Provided data: Begin

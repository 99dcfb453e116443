/// Trackball camera: orbit, pan and zoom as composed transforms
use nalgebra::{Vector2, Vector3};

use crate::error::CameraError;
use crate::transform::Transform;

/// Minimum length of the trackball rotation axis before a drag counts
const MIN_TRACKBALL_AXIS: f32 = 1.0e-5;

/// Camera state kept as separate rotation and translation transforms.
///
/// `rotation` never carries a translation component, so the eye offset can
/// be read straight out of `translation`.
#[derive(Debug, Clone, Copy, PartialEq)]
pub struct TrackballCamera {
    rotation: Transform,
    translation: Transform,
}

impl TrackballCamera {
    /// Camera at the origin looking down -Z with +Y up
    pub fn new() -> Self {
        Self {
            rotation: Transform::identity(),
            translation: Transform::identity(),
        }
    }

    pub fn looking_at(
        origin: &Vector3<f32>,
        look_at: &Vector3<f32>,
        up: &Vector3<f32>,
    ) -> Result<Self, CameraError> {
        let up = up.try_normalize(f32::EPSILON).ok_or(CameraError::DegenerateBasis)?;
        let rotation = construct_rotation(origin, look_at, &up).ok_or(CameraError::DegenerateBasis)?;
        Ok(Self {
            rotation,
            translation: Transform::translation(origin),
        })
    }

    /// Replace both transforms, like `gluLookAt`
    pub fn look_at(
        &mut self,
        origin: &Vector3<f32>,
        look_at: &Vector3<f32>,
        up: &Vector3<f32>,
    ) -> Result<(), CameraError> {
        *self = Self::looking_at(origin, look_at, up)?;
        Ok(())
    }

    /// Rotate the eye about the look point. The angle is negated so that a
    /// positive angle follows the screen-space drag direction.
    pub fn orbit(&mut self, axis: &Vector3<f32>, angle_deg: f32) -> &mut Self {
        self.rotation = self.rotation * Transform::rotation(axis, -angle_deg);
        self
    }

    /// Move the look point opposite to the drag, as if dragging the world
    pub fn pan(&mut self, dxy: &Vector2<f32>) -> &mut Self {
        self.translation = self.translation * Transform::translation(&Vector3::new(-dxy.x, -dxy.y, 0.0));
        self
    }

    /// Move the eye along the view axis. Applied on the left: the offset is
    /// in camera space, not world space.
    pub fn zoom(&mut self, distance: f32) -> &mut Self {
        self.translation = Transform::translation(&Vector3::new(0.0, 0.0, distance)) * self.translation;
        self
    }

    pub fn rotation(&self) -> &Transform {
        &self.rotation
    }

    pub fn translation(&self) -> &Transform {
        &self.translation
    }

    /// World-to-eye transform: inverse of `rotation * translation`
    pub fn view_matrix(&self) -> Transform {
        (self.rotation * self.translation).rigid_inverse()
    }

    /// View matrix laid out for column-major graphics APIs
    pub fn view_matrix_column_major(&self) -> [f32; 16] {
        self.view_matrix().to_column_major()
    }

    pub fn look_vector(&self) -> Vector3<f32> {
        -self.translation.translation_part()
    }

    pub fn view_distance(&self) -> f32 {
        self.look_vector().norm()
    }
}

impl Default for TrackballCamera {
    fn default() -> Self {
        Self::new()
    }
}

/// Orthonormal view basis with columns `[u | v | n]`, where `n` points from
/// the look point back to the eye. `None` when the inputs are degenerate.
pub fn construct_rotation(
    origin: &Vector3<f32>,
    look_at: &Vector3<f32>,
    up: &Vector3<f32>,
) -> Option<Transform> {
    let n = (origin - look_at).try_normalize(f32::EPSILON)?;
    let u = up.cross(&n).try_normalize(f32::EPSILON)?;
    let v = n.cross(&u);
    Some(Transform::from_basis(&u, &v, &n))
}

/// Axis and angle (degrees) that rotate one trackball point onto another.
///
/// The angle is `90° * |to - from|`, an approximation of the great-circle
/// angle that feels natural under the mouse. `None` for negligible drags.
pub fn trackball_rotation(from: &Vector3<f32>, to: &Vector3<f32>) -> Option<(Vector3<f32>, f32)> {
    let axis = from.cross(to);
    if axis.norm() <= MIN_TRACKBALL_AXIS {
        return None;
    }
    Some((axis.normalize(), 90.0 * (to - from).norm()))
}

#[cfg(test)]
mod tests {
    use super::*;
    use approx::assert_relative_eq;
    use nalgebra::Matrix4;

    #[test]
    fn test_default_camera_is_identity() {
        let camera = TrackballCamera::new();
        assert_relative_eq!(*camera.view_matrix().matrix(), Matrix4::identity());
        assert_eq!(camera.view_distance(), 0.0);

        let explicit = TrackballCamera::looking_at(&Vector3::zeros(), &-Vector3::z(), &Vector3::y()).unwrap();
        assert_relative_eq!(*explicit.rotation().matrix(), Matrix4::identity());
    }

    #[test]
    fn test_construct_rotation_is_orthonormal() {
        let cases = [
            (Vector3::new(0.0, 0.0, 5.0), Vector3::zeros(), Vector3::y()),
            (Vector3::new(3.0, -2.0, 7.0), Vector3::new(1.0, 1.0, 1.0), Vector3::new(0.2, 1.0, 0.1)),
            (Vector3::new(-4.0, 9.0, 0.5), Vector3::new(0.0, -3.0, 2.0), Vector3::z()),
        ];
        for (origin, look_at, up) in cases {
            let r = construct_rotation(&origin, &look_at, &up.normalize()).unwrap();
            assert!(r.is_orthonormal(1e-5), "not orthonormal: {r:?}");
            assert_relative_eq!(r.translation_part(), Vector3::zeros());
            assert_relative_eq!(r.matrix()[(3, 3)], 1.0);
            // Third column points back at the eye
            let n = r.rotation_block().column(2).into_owned();
            assert_relative_eq!(n, (origin - look_at).normalize(), epsilon = 1e-6);
        }
    }

    #[test]
    fn test_degenerate_basis() {
        let origin = Vector3::new(0.0, 0.0, 1.0);
        assert!(construct_rotation(&origin, &origin, &Vector3::y()).is_none());
        assert!(construct_rotation(&origin, &Vector3::zeros(), &Vector3::z()).is_none());
        assert_eq!(
            TrackballCamera::looking_at(&origin, &Vector3::zeros(), &Vector3::zeros()),
            Err(CameraError::DegenerateBasis)
        );
    }

    #[test]
    fn test_orbit_round_trip() {
        let mut camera =
            TrackballCamera::looking_at(&Vector3::new(0.0, 0.0, 10.0), &Vector3::zeros(), &Vector3::y()).unwrap();
        let original = *camera.rotation();
        let axis = Vector3::new(0.3, 1.0, -0.2);

        camera.orbit(&axis, 35.0).orbit(&axis, -35.0);
        assert_relative_eq!(*camera.rotation().matrix(), *original.matrix(), epsilon = 1e-6);
        assert!(camera.rotation().is_orthonormal(1e-5));
    }

    #[test]
    fn test_pan_round_trip() {
        let mut camera =
            TrackballCamera::looking_at(&Vector3::new(0.0, 0.0, 10.0), &Vector3::zeros(), &Vector3::y()).unwrap();
        let original = *camera.translation();

        camera.pan(&Vector2::new(1.0, 0.0));
        assert_relative_eq!(camera.look_vector(), Vector3::new(1.0, 0.0, -10.0));
        camera.pan(&Vector2::new(-1.0, 0.0));
        assert_relative_eq!(*camera.translation().matrix(), *original.matrix(), epsilon = 1e-6);
    }

    #[test]
    fn test_zoom_moves_along_view_axis() {
        let mut camera =
            TrackballCamera::looking_at(&Vector3::new(0.0, 0.0, 10.0), &Vector3::zeros(), &Vector3::y()).unwrap();
        camera.zoom(-4.0);
        assert_relative_eq!(camera.view_distance(), 6.0);
    }

    #[test]
    fn test_view_matrix_moves_eye_to_origin() {
        let camera =
            TrackballCamera::looking_at(&Vector3::new(0.0, 0.0, 10.0), &Vector3::zeros(), &Vector3::y()).unwrap();
        let view = camera.view_matrix();
        let eye = view.matrix().transform_point(&nalgebra::Point3::new(0.0, 0.0, 10.0));
        assert_relative_eq!(eye, nalgebra::Point3::origin(), epsilon = 1e-6);

        let cols = camera.view_matrix_column_major();
        assert_relative_eq!(cols[14], -10.0);
    }

    #[test]
    fn test_trackball_rotation() {
        let from = Vector3::z();
        assert!(trackball_rotation(&from, &from).is_none());

        let to = Vector3::new(0.6, 0.0, 0.8);
        let (axis, angle) = trackball_rotation(&from, &to).unwrap();
        assert_relative_eq!(axis, Vector3::y(), epsilon = 1e-6);
        assert_relative_eq!(angle, 90.0 * (to - from).norm());
    }
}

Provided data: End

Pull out all lines in the data above that include "space".

    /// positive angle follows the screen-space drag direction.
    /// in camera space, not world space.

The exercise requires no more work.